→ EXERCISE DESCRIPTION:
Tell how many lines of the data below have the string "registry" in them. Say nothing more.

Records from a dataset
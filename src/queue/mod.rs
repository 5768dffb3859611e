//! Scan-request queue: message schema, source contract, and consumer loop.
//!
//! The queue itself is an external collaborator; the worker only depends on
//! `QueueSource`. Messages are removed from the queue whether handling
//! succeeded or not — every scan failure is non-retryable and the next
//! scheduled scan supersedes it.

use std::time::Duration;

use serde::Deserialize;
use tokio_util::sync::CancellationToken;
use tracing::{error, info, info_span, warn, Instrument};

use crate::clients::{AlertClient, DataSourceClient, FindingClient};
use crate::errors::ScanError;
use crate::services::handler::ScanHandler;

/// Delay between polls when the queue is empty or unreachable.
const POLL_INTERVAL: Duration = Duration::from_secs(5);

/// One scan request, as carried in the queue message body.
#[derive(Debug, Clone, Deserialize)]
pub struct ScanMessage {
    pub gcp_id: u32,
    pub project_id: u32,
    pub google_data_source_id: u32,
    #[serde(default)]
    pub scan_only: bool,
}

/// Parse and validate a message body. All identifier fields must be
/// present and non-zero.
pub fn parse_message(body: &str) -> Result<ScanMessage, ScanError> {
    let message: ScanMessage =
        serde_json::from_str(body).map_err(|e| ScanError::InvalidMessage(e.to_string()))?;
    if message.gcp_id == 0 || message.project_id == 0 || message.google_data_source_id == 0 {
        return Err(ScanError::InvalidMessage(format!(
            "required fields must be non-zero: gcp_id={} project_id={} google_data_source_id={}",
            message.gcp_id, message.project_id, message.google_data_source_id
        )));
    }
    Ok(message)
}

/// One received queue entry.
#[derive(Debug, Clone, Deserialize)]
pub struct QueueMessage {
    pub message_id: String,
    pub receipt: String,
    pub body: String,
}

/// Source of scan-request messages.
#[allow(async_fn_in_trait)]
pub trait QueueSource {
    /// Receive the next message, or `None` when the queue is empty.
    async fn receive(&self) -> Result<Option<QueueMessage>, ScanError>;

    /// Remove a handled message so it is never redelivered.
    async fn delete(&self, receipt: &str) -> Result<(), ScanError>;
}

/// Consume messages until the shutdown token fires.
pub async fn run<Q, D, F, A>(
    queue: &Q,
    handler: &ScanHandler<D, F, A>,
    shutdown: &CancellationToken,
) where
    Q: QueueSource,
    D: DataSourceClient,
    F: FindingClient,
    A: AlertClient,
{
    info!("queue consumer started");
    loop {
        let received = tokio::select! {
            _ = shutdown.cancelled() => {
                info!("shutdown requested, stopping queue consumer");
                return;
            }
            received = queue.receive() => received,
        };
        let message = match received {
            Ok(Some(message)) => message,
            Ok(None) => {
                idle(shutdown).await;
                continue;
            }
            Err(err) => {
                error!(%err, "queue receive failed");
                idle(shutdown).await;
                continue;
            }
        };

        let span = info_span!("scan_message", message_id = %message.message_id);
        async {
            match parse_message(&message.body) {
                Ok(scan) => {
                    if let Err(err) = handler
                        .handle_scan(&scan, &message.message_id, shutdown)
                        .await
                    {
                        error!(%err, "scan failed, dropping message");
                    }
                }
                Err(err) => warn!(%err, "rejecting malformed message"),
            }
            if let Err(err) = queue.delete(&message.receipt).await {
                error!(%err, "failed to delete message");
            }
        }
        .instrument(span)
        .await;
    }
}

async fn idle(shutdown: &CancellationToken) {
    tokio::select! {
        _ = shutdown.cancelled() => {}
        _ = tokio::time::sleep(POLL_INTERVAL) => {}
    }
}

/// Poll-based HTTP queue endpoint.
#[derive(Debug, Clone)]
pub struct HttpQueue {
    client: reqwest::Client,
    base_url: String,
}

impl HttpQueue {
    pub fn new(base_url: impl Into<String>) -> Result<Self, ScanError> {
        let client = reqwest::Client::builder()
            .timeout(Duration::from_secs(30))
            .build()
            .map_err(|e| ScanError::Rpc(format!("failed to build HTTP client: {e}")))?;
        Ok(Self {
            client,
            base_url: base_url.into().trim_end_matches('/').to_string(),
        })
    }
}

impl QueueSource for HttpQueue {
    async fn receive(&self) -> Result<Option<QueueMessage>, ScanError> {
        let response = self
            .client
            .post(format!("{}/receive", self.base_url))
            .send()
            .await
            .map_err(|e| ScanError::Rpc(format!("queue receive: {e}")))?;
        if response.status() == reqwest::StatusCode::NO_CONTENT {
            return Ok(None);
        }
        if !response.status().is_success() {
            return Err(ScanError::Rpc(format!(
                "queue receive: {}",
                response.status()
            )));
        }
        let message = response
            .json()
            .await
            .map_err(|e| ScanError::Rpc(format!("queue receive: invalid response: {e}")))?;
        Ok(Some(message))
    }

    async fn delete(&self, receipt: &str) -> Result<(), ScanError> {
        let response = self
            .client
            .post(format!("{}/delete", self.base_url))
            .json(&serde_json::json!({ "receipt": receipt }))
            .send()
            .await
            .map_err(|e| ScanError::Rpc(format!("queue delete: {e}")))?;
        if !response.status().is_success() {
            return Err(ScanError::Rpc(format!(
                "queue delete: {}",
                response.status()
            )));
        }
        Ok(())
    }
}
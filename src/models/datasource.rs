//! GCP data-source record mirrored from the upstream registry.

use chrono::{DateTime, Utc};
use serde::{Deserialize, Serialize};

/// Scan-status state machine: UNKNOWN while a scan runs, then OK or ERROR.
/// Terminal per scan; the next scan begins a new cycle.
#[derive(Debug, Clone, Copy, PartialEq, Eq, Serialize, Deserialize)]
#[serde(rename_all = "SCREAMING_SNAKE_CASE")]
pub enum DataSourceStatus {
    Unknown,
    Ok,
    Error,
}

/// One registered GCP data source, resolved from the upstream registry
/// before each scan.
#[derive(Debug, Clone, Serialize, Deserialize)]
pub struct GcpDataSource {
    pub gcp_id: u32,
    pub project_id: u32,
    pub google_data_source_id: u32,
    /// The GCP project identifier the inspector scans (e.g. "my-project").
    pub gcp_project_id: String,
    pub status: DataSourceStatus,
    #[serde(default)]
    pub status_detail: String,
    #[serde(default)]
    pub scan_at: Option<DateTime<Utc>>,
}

→ TASK RESULT:
2